Whilst you may have heard tell of high tech Japanese toilets, light years ahead of our own which warm the seat, clean your bottom and then make you a cup of tea, these, unfortunately, are the exception rather than the rule. Instead, the vast majority of WCs that I encounter on a regular basis are of the stone age “squatting” variety. All the toilets in both my schools are of this type which changes going for a No. 2, from a pleasure to somewhat of an ordeal.
Gone is taking a comfy seat and relaxing whilst you let gravity run its course, instead you spend a precarious period hunched over a hole in the ground trying to maintain perfect balance, letting your thighs take the strain. This is far from relaxing; there’s no sitting around reading, you get in and out as fast a possible. The comprising position, added to the sub-zero temperatures and lack of heating makes the overall experience something I’d rather not repeat. Unfortunately, I have to. Every day.
I have also noticed a slight change in the fragrance of my deposits since I arrived. Whilst I make no claims that they formerly smelled of roses, I am fairly sure that the aromour has taken a turn for the worst. Other friends have noticed a similar change: “After dropping the kids off at the pool, I look down and think - I just don’t know you anymore”. I can only conclude a diet of raw fish and miso soup is responsible.

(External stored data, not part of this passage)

//! Persistence Layer
//!
//! Converts between the on-disk required file set and the in-memory
//! `ScenarioDocument`.
//!
//! A working directory holds `scenario_info.json` plus, depending on type,
//! `galaxy_chart.json` (chart) or `galaxy_chart_generator_params.json`
//! (generator), and `galaxy_chart_fillings.json` in both cases. The scenario
//! type is inferred from which layout file is present.
//!
//! Saves are all-or-nothing: the required file set is staged in a sibling
//! directory and the files are swapped into place one by one with the
//! previous versions held in a backup, so a failure at any step leaves the
//! target either fully in its pre-save state or fully in its post-save
//! state, never a mix. Files the tool does not own are left alone.

use serde::{Deserialize, Serialize};
use serde_json::Value;
use std::fs;
use std::path::{Path, PathBuf};
use tracing::{debug, info};

use crate::document::{Link, Node, NodeId, PropertyValue, ScenarioDocument, ScenarioType};
use crate::error::{Result, ScenarioError};

/// Always present in a scenario working directory.
pub const SCENARIO_INFO_FILE: &str = "scenario_info.json";
/// Layout file defining a chart scenario.
pub const GALAXY_CHART_FILE: &str = "galaxy_chart.json";
/// Layout file defining a generator scenario.
pub const GENERATOR_PARAMS_FILE: &str = "galaxy_chart_generator_params.json";
/// Present in both scenario types.
pub const FILLINGS_FILE: &str = "galaxy_chart_fillings.json";

/// Required file names for a scenario type, bit-exact.
pub fn required_files(scenario_type: ScenarioType) -> [&'static str; 3] {
    [
        SCENARIO_INFO_FILE,
        layout_file(scenario_type),
        FILLINGS_FILE,
    ]
}

/// The type-defining layout file name.
pub fn layout_file(scenario_type: ScenarioType) -> &'static str {
    match scenario_type {
        ScenarioType::Chart => GALAXY_CHART_FILE,
        ScenarioType::Generator => GENERATOR_PARAMS_FILE,
    }
}

/// Infer the scenario type from which layout file exists in `dir`.
/// Both or neither present is a detection failure, not a guess.
pub fn detect_scenario_type(dir: &Path) -> Result<ScenarioType> {
    let chart = dir.join(GALAXY_CHART_FILE).is_file();
    let generator = dir.join(GENERATOR_PARAMS_FILE).is_file();
    match (chart, generator) {
        (true, false) => Ok(ScenarioType::Chart),
        (false, true) => Ok(ScenarioType::Generator),
        (true, true) => Err(ScenarioError::invalid_document(format!(
            "{} contains both {} and {}: scenario type is ambiguous",
            dir.display(),
            GALAXY_CHART_FILE,
            GENERATOR_PARAMS_FILE
        ))),
        (false, false) => Err(ScenarioError::invalid_document(format!(
            "{} contains neither {} nor {}",
            dir.display(),
            GALAXY_CHART_FILE,
            GENERATOR_PARAMS_FILE
        ))),
    }
}

// ============================================================================
// Wire format
// ============================================================================

/// On-disk shape of the layout file: `{ "root_nodes": [...], "phase_lanes":
/// [...], ...extra }`. Unmodelled top-level keys ride through `extra`.
#[derive(Debug, Serialize, Deserialize)]
struct LayoutWire {
    #[serde(default)]
    root_nodes: Vec<NodeWire>,
    #[serde(default, skip_serializing_if = "Vec::is_empty")]
    phase_lanes: Vec<LaneWire>,
    #[serde(flatten)]
    extra: serde_json::Map<String, Value>,
}

/// On-disk node: id, filling_name, optional position, nested children, and
/// an open property bag.
#[derive(Debug, Serialize, Deserialize)]
struct NodeWire {
    id: NodeId,
    #[serde(default, skip_serializing_if = "String::is_empty")]
    filling_name: String,
    #[serde(default, skip_serializing_if = "Option::is_none")]
    position: Option<[f64; 2]>,
    #[serde(flatten)]
    properties: serde_json::Map<String, Value>,
    #[serde(default, skip_serializing_if = "Vec::is_empty")]
    child_nodes: Vec<NodeWire>,
}

#[derive(Debug, Serialize, Deserialize)]
struct LaneWire {
    id: u64,
    node_a: NodeId,
    node_b: NodeId,
}

// ============================================================================
// Load
// ============================================================================

/// Load and validate a working directory into a `ScenarioDocument`.
pub fn load(dir: &Path) -> Result<ScenarioDocument> {
    info!(dir = %dir.display(), "loading scenario working directory");
    let scenario_type = detect_scenario_type(dir)?;

    let info_value = read_json(&dir.join(SCENARIO_INFO_FILE))?;
    let Value::Object(info) = info_value else {
        return Err(ScenarioError::invalid_document(format!(
            "{} is not a JSON object",
            SCENARIO_INFO_FILE
        )));
    };
    let fillings = read_json(&dir.join(FILLINGS_FILE))?;

    let layout_path = dir.join(layout_file(scenario_type));
    let layout: LayoutWire = serde_json::from_value(read_json(&layout_path)?).map_err(|e| {
        ScenarioError::invalid_document(format!("{}: {}", layout_file(scenario_type), e))
    })?;

    let mut root_nodes = layout.root_nodes;
    if root_nodes.len() != 1 {
        return Err(ScenarioError::invalid_document(format!(
            "expected exactly one root node, found {}",
            root_nodes.len()
        )));
    }
    let root_wire = root_nodes.remove(0);

    let (root, root_children) = split_wire(root_wire);
    let mut doc = ScenarioDocument::new(scenario_type, root);
    doc.info = info;
    doc.fillings = fillings;
    doc.extra = layout.extra;
    let root_id = doc.root();
    attach_children(&mut doc, root_id, root_children)?;

    for lane in layout.phase_lanes {
        doc.insert_link_with_id(Link::new(lane.node_a, lane.node_b)?, lane.id)?;
    }

    doc.validate()?;
    debug!(
        nodes = doc.node_count(),
        links = doc.links().len(),
        scenario_type = %scenario_type,
        "scenario loaded"
    );
    Ok(doc)
}

/// Peel a wire node apart into a detached `Node` plus its child wires.
fn split_wire(wire: NodeWire) -> (Node, Vec<NodeWire>) {
    let NodeWire {
        id,
        filling_name,
        position,
        properties,
        child_nodes,
    } = wire;
    let mut node = Node::new(id, filling_name);
    if let Some([x, y]) = position {
        node = node.with_position(x, y);
    }
    for (key, value) in &properties {
        node = node.with_property(key.clone(), PropertyValue::from_json(value));
    }
    (node, child_nodes)
}

fn attach_children(
    doc: &mut ScenarioDocument,
    parent: NodeId,
    children: Vec<NodeWire>,
) -> Result<()> {
    for child_wire in children {
        let (node, grandchildren) = split_wire(child_wire);
        let id = doc.attach_child(parent, node)?;
        attach_children(doc, id, grandchildren)?;
    }
    Ok(())
}

fn read_json(path: &Path) -> Result<Value> {
    if !path.is_file() {
        return Err(ScenarioError::missing_file(path));
    }
    let content = fs::read_to_string(path)?;
    serde_json::from_str(&content).map_err(|e| {
        ScenarioError::invalid_document(format!("{}: malformed JSON: {}", path.display(), e))
    })
}

// ============================================================================
// Save
// ============================================================================

/// Write the document's complete required file set to `target`.
///
/// The write is staged in a sibling directory, then each required file is
/// swapped in individually with its previous version moved to a backup. On
/// any failure the already-swapped files are rolled back. Files in the
/// target outside the required set are never touched.
pub fn save(doc: &ScenarioDocument, target: &Path) -> Result<()> {
    info!(target = %target.display(), "saving scenario");
    doc.validate()?;

    let files = render_files(doc)?;
    let staging = sibling_path(target, "staging");
    let backup = sibling_path(target, "backup");

    // Stale leftovers from an interrupted save are safe to discard.
    remove_if_present(&staging)
        .map_err(|e| ScenarioError::persistence(format!("clearing stale staging: {}", e)))?;
    remove_if_present(&backup)
        .map_err(|e| ScenarioError::persistence(format!("clearing stale backup: {}", e)))?;

    if let Err(e) = write_staging(&staging, &files) {
        let _ = fs::remove_dir_all(&staging);
        return Err(ScenarioError::persistence(format!(
            "staging write failed: {}",
            e
        )));
    }
    if let Err(e) = fs::create_dir_all(target).and_then(|_| fs::create_dir_all(&backup)) {
        let _ = fs::remove_dir_all(&staging);
        let _ = fs::remove_dir_all(&backup);
        return Err(ScenarioError::persistence(format!(
            "could not prepare target directory: {}",
            e
        )));
    }

    // Per-file swap, tracked so a mid-swap failure can be undone.
    let mut moved_aside: Vec<&'static str> = Vec::new();
    let mut installed: Vec<&'static str> = Vec::new();
    let mut failure: Option<std::io::Error> = None;
    for (name, _) in &files {
        let dest = target.join(name);
        if dest.exists() {
            if let Err(e) = fs::rename(&dest, backup.join(name)) {
                failure = Some(e);
                break;
            }
            moved_aside.push(name);
        }
        if let Err(e) = fs::rename(staging.join(name), &dest) {
            failure = Some(e);
            break;
        }
        installed.push(name);
    }

    if let Some(e) = failure {
        for name in installed {
            let _ = fs::remove_file(target.join(name));
        }
        for name in moved_aside {
            let _ = fs::rename(backup.join(name), target.join(name));
        }
        let _ = fs::remove_dir_all(&staging);
        let _ = fs::remove_dir_all(&backup);
        return Err(ScenarioError::persistence(format!(
            "could not move staged save into place: {}",
            e
        )));
    }
    let _ = fs::remove_dir_all(&staging);
    let _ = fs::remove_dir_all(&backup);

    debug!(files = files.len(), "scenario saved");
    Ok(())
}

fn write_staging(staging: &Path, files: &[(&'static str, String)]) -> std::io::Result<()> {
    fs::create_dir_all(staging)?;
    for (name, content) in files {
        fs::write(staging.join(name), content)?;
    }
    Ok(())
}

fn remove_if_present(path: &Path) -> std::io::Result<()> {
    if path.is_dir() {
        fs::remove_dir_all(path)
    } else if path.exists() {
        fs::remove_file(path)
    } else {
        Ok(())
    }
}

/// Sibling path used for staging/backup during a save, derived from the
/// target's own name so concurrent saves to different targets cannot collide.
fn sibling_path(target: &Path, role: &str) -> PathBuf {
    let name = target
        .file_name()
        .map(|n| n.to_string_lossy().into_owned())
        .unwrap_or_else(|| "scenario".to_string());
    let sibling = format!(".{}.{}", name, role);
    match target.parent() {
        Some(parent) if parent.as_os_str().is_empty() => PathBuf::from(sibling),
        Some(parent) => parent.join(sibling),
        None => PathBuf::from(sibling),
    }
}

/// Serialize the full required file set. Pure; does not touch the disk.
fn render_files(doc: &ScenarioDocument) -> Result<Vec<(&'static str, String)>> {
    let layout = LayoutWire {
        root_nodes: vec![wire_from_node(doc, doc.root())],
        phase_lanes: doc
            .links()
            .iter()
            .map(|(link, &id)| {
                let (node_a, node_b) = link.endpoints();
                LaneWire { id, node_a, node_b }
            })
            .collect(),
        extra: doc.extra.clone(),
    };

    Ok(vec![
        (
            SCENARIO_INFO_FILE,
            pretty(&Value::Object(doc.info.clone()))?,
        ),
        (layout_file(doc.scenario_type()), pretty(&layout)?),
        (FILLINGS_FILE, pretty(&doc.fillings)?),
    ])
}

fn wire_from_node(doc: &ScenarioDocument, id: NodeId) -> NodeWire {
    // Caller guarantees `id` exists: the tree was validated before save.
    let node = doc.node(id).expect("validated tree contains every child id");
    NodeWire {
        id,
        filling_name: node.node_type.clone(),
        position: node.position(),
        properties: node
            .properties()
            .iter()
            .map(|(k, v)| (k.clone(), v.to_json()))
            .collect(),
        child_nodes: node
            .children()
            .iter()
            .map(|child| wire_from_node(doc, *child))
            .collect(),
    }
}

fn pretty<T: Serialize>(value: &T) -> Result<String> {
    let mut rendered = serde_json::to_string_pretty(value)?;
    rendered.push('\n');
    Ok(rendered)
}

COMING SOON: Snowboarding Through Trees, Accidents will happen.
Thursday, January 27, 2005
Goodbye Big Brother, Hello Small Granny
Sometimes the fact that I’m a foreigner living in a small rural town with its share of small minded residents really hits home. There is no better illustration of this than an incident that occurred a couple of months ago to snowboarding buddy, Brandon. The following article is a true story; forget about Big Brother, it’s Small Granny who is watching you here.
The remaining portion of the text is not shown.